For example, before bias pulse width adjustment is performed, the duty ratio of the U-phase PWM signal, the duty ratio of the V-phase PWM signal, and the duty ratio of the W-phase PWM signal are equal, which are all 50%; the duty ratio of the U-phase PWM signal is subjected to offset pulse width delta adjustment, as shown in fig. 3, and becomes 50% ± δ/Tpwm, where Tpwm is a PWM period, and the duty ratio of the other two phases is still 50%, offset voltages are generated between the three-phase motor voltages, and further, dc offset currents are superimposed on the motor currents, and the motor windings generate heat to perform preheating.

When the air conditioner needs to preheat the compressor, the set preheating power and the actual preheating power of the compressor are obtained; inputting the deviation between the set preheating power and the actual preheating power into a PI regulator to obtain a bias pulse width delta; the duty ratio of one phase of PWM signals is subjected to offset pulse width delta adjustment, so that the duty ratio of the phase of PWM signals is different from the duty ratio of other two phases of PWM signals, offset voltage is generated between three phases of motor voltages, direct-current offset current is further superposed on motor current, a motor winding heats, preheating of a compressor is realized, and the technical problems of high energy consumption and high cost existing in the prior art when the compressor is preheated by a heating belt are solved; moreover, the preheating power is controlled in a closed loop, so that the method is suitable for different compressors and has a wide application range.

In some embodiments of the application, the control module is further configured to perform the following steps, see fig. 4.

Step S14: and when the duty ratio of one phase of PWM signals is subjected to offset pulse width delta regulation, calculating the heating value of the three-phase motor winding.

Step S15: and judging whether the heating value of the three-phase motor winding exceeds the set heating value.

When the heating value of the three-phase motor winding exceeds the set heating value, step S16 is executed: the phase sequence of the three-phase PWM signal is switched.

Calculating the heating value of the three-phase motor winding during the bias pulse width adjustment of the duty ratio of the U-phase PWM signal; when the heating value of the three-phase motor winding exceeds the set heating value, switching the phase sequence of the three-phase PWM signal, and changing the phase sequence to the duty ratio of the V-phase PWM signal, and performing offset pulse width adjustment, as shown in fig. 5.

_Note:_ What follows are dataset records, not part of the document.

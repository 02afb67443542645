//! Session cache (spec.md §4.5): content-addressed, incrementally
//! persisted, crash-resumable storage for crawled pages. Grounded on the
//! teacher's `content_saver` module, generalized from citescrape's single
//! flat directory into the session-scoped `sessions/<id>/pages/` layout
//! spec.md §4.5 requires.

pub mod compression;
pub mod doctor;
pub mod load;
pub mod session;

pub use doctor::{doctor, DoctorReport, Finding, SessionDiagnosis};
pub use load::{delete_session, list_sessions, load_session};
pub use session::SessionWriter;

Calculating the heating value of the three-phase motor winding during the bias pulse width adjustment of the duty ratio of the V-phase PWM signal; when the heating value of the three-phase motor winding exceeds the set heating value, switching the phase sequence of the three-phase PWM signal, and replacing the phase sequence by performing offset pulse width adjustment on the duty ratio of the W-phase PWM signal.

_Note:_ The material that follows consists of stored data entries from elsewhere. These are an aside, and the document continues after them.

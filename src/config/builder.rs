//! Type-safe builder for `ArchiveConfig` using the typestate pattern.
//!
//! Required fields (`storage_dir`, `start_url`) are enforced at compile
//! time; every section has a sensible default and can be overridden
//! wholesale or (for the most commonly tuned fields) individually.

use anyhow::{anyhow, Result};
use regex::Regex;
use std::marker::PhantomData;
use std::path::PathBuf;

use super::types::{
    ArchiveConfig, CacheConfig, ChunkingConfig, ContentConfig, CrawlingConfig,
    HumanBehaviorConfig, MarkdownConfig, PathScopingConfig, PdfConfig,
};

/// Convert a glob pattern (`*` matches any sequence) into a compiled,
/// fully-anchored regex. Compiled once at config build time so the
/// exclude-pattern check in Admission never compiles on the hot path.
fn compile_glob_pattern(pattern: &str) -> Result<Regex> {
    let regex_pattern = pattern.replace('*', ".*");
    let anchored = format!("^{regex_pattern}$");
    Regex::new(&anchored).map_err(|e| anyhow!("invalid glob pattern '{pattern}': {e}"))
}

pub struct WithStorageDir;
pub struct WithStartUrl;

pub struct ArchiveConfigBuilder<State = ()> {
    storage_dir: Option<PathBuf>,
    start_url: Option<String>,
    allowed_domains: Option<Vec<String>>,
    excluded_patterns: Option<Vec<String>>,
    tracking_query_keys: Vec<String>,
    crawling: CrawlingConfig,
    path_scoping: PathScopingConfig,
    content: ContentConfig,
    human_behavior: HumanBehaviorConfig,
    pdf: PdfConfig,
    markdown: MarkdownConfig,
    cache: CacheConfig,
    chunking: ChunkingConfig,
    _phantom: PhantomData<State>,
}

impl Default for ArchiveConfigBuilder<()> {
    fn default() -> Self {
        Self {
            storage_dir: None,
            start_url: None,
            allowed_domains: None,
            excluded_patterns: None,
            tracking_query_keys: default_tracking_keys(),
            crawling: CrawlingConfig::default(),
            path_scoping: PathScopingConfig::default(),
            content: ContentConfig::default(),
            human_behavior: HumanBehaviorConfig::default(),
            pdf: PdfConfig::default(),
            markdown: MarkdownConfig::default(),
            cache: CacheConfig::default(),
            chunking: ChunkingConfig::default(),
            _phantom: PhantomData,
        }
    }
}

fn default_tracking_keys() -> Vec<String> {
    ["utm_source", "utm_medium", "utm_campaign", "utm_term", "utm_content", "fbclid", "gclid"]
        .into_iter()
        .map(str::to_string)
        .collect()
}

impl ArchiveConfig {
    #[must_use]
    pub fn builder() -> ArchiveConfigBuilder<()> {
        ArchiveConfigBuilder::default()
    }
}

impl ArchiveConfigBuilder<()> {
    #[must_use]
    pub fn storage_dir(self, dir: impl Into<PathBuf>) -> ArchiveConfigBuilder<WithStorageDir> {
        ArchiveConfigBuilder {
            storage_dir: Some(dir.into()),
            start_url: self.start_url,
            allowed_domains: self.allowed_domains,
            excluded_patterns: self.excluded_patterns,
            tracking_query_keys: self.tracking_query_keys,
            crawling: self.crawling,
            path_scoping: self.path_scoping,
            content: self.content,
            human_behavior: self.human_behavior,
            pdf: self.pdf,
            markdown: self.markdown,
            cache: self.cache,
            chunking: self.chunking,
            _phantom: PhantomData,
        }
    }
}

impl ArchiveConfigBuilder<WithStorageDir> {
    #[must_use]
    pub fn start_url(self, url: impl Into<String>) -> ArchiveConfigBuilder<WithStartUrl> {
        let url_string = url.into();
        let normalized = if url_string.starts_with("http://") || url_string.starts_with("https://")
        {
            url_string
        } else {
            format!("https://{url_string}")
        };

        ArchiveConfigBuilder {
            storage_dir: self.storage_dir,
            start_url: Some(normalized),
            allowed_domains: self.allowed_domains,
            excluded_patterns: self.excluded_patterns,
            tracking_query_keys: self.tracking_query_keys,
            crawling: self.crawling,
            path_scoping: self.path_scoping,
            content: self.content,
            human_behavior: self.human_behavior,
            pdf: self.pdf,
            markdown: self.markdown,
            cache: self.cache,
            chunking: self.chunking,
            _phantom: PhantomData,
        }
    }
}

impl ArchiveConfigBuilder<WithStartUrl> {
    pub fn build(self) -> Result<ArchiveConfig> {
        let excluded_patterns_compiled = if let Some(ref patterns) = self.excluded_patterns {
            patterns
                .iter()
                .map(|p| compile_glob_pattern(p))
                .collect::<Result<Vec<_>>>()?
        } else {
            Vec::new()
        };

        let storage_dir = self
            .storage_dir
            .ok_or_else(|| anyhow!("storage_dir is required"))?;
        let storage_dir = if storage_dir.is_absolute() {
            storage_dir
        } else {
            std::env::current_dir()?.join(storage_dir)
        };

        Ok(ArchiveConfig {
            storage_dir,
            start_url: self
                .start_url
                .ok_or_else(|| anyhow!("start_url is required"))?,
            allowed_domains: self.allowed_domains,
            excluded_patterns: self.excluded_patterns,
            excluded_patterns_compiled,
            tracking_query_keys: self.tracking_query_keys,
            crawling: self.crawling,
            path_scoping: self.path_scoping,
            content: self.content,
            human_behavior: self.human_behavior,
            pdf: self.pdf,
            markdown: self.markdown,
            cache: self.cache,
            chunking: self.chunking,
        })
    }
}

/// Section replacement and common single-field setters, available
/// regardless of typestate (all have defaults).
impl<State> ArchiveConfigBuilder<State> {
    #[must_use]
    pub fn crawling(mut self, crawling: CrawlingConfig) -> Self {
        self.crawling = crawling;
        self
    }

    #[must_use]
    pub fn path_scoping(mut self, path_scoping: PathScopingConfig) -> Self {
        self.path_scoping = path_scoping;
        self
    }

    #[must_use]
    pub fn content(mut self, content: ContentConfig) -> Self {
        self.content = content;
        self
    }

    #[must_use]
    pub fn human_behavior(mut self, human_behavior: HumanBehaviorConfig) -> Self {
        self.human_behavior = human_behavior;
        self
    }

    #[must_use]
    pub fn pdf(mut self, pdf: PdfConfig) -> Self {
        self.pdf = pdf;
        self
    }

    #[must_use]
    pub fn markdown(mut self, markdown: MarkdownConfig) -> Self {
        self.markdown = markdown;
        self
    }

    #[must_use]
    pub fn cache(mut self, cache: CacheConfig) -> Self {
        self.cache = cache;
        self
    }

    #[must_use]
    pub fn chunking(mut self, chunking: ChunkingConfig) -> Self {
        self.chunking = chunking;
        self
    }

    #[must_use]
    pub fn max_depth(mut self, depth: u32) -> Self {
        self.crawling.max_depth = depth;
        self
    }

    #[must_use]
    pub fn max_pages(mut self, pages: usize) -> Self {
        self.crawling.max_pages = pages;
        self
    }

    #[must_use]
    pub fn respect_robots(mut self, respect: bool) -> Self {
        self.crawling.respect_robots = respect;
        self
    }

    #[must_use]
    pub fn allowed_domains(mut self, domains: Option<Vec<String>>) -> Self {
        self.allowed_domains = domains;
        self
    }

    #[must_use]
    pub fn excluded_patterns(mut self, patterns: Option<Vec<String>>) -> Self {
        self.excluded_patterns = patterns;
        self
    }

    #[must_use]
    pub fn tracking_query_keys(mut self, keys: Vec<String>) -> Self {
        self.tracking_query_keys = keys;
        self
    }
}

Calculating the heating value of the three-phase motor winding during the bias pulse width adjustment of the duty ratio of the W-phase PWM signal; when the heating value of the three-phase motor winding exceeds the set heating value, switching the phase sequence of the three-phase PWM signal, and replacing the phase sequence to bias pulse width adjustment of the duty ratio of the U-phase PWM signal.

And (2) in the period of carrying out bias pulse width adjustment on the duty ratio of one phase of PWM signals through design steps S14 to S16, when the heating value of the windings exceeds the set heating value, switching the phase sequence of the three-phase PWM signals, avoiding uneven heating of the windings of the three-phase motor and ensuring the safety of the three-phase motor.

Assuming that the heating value is set to W1, when the product of the current actual warm-up power Pdc and the continuous heating time exceeds W1, the phase sequence replacement is performed.

Since the outdoor ambient temperature may change during the warm-up process, resulting in a change in warm-up power, phase sequence switching is performed when the accumulated value of the heat generation exceeds W1, i.e., pdc1×t1+pdc2×t2+pdc3×t3+), when W1 is exceeded.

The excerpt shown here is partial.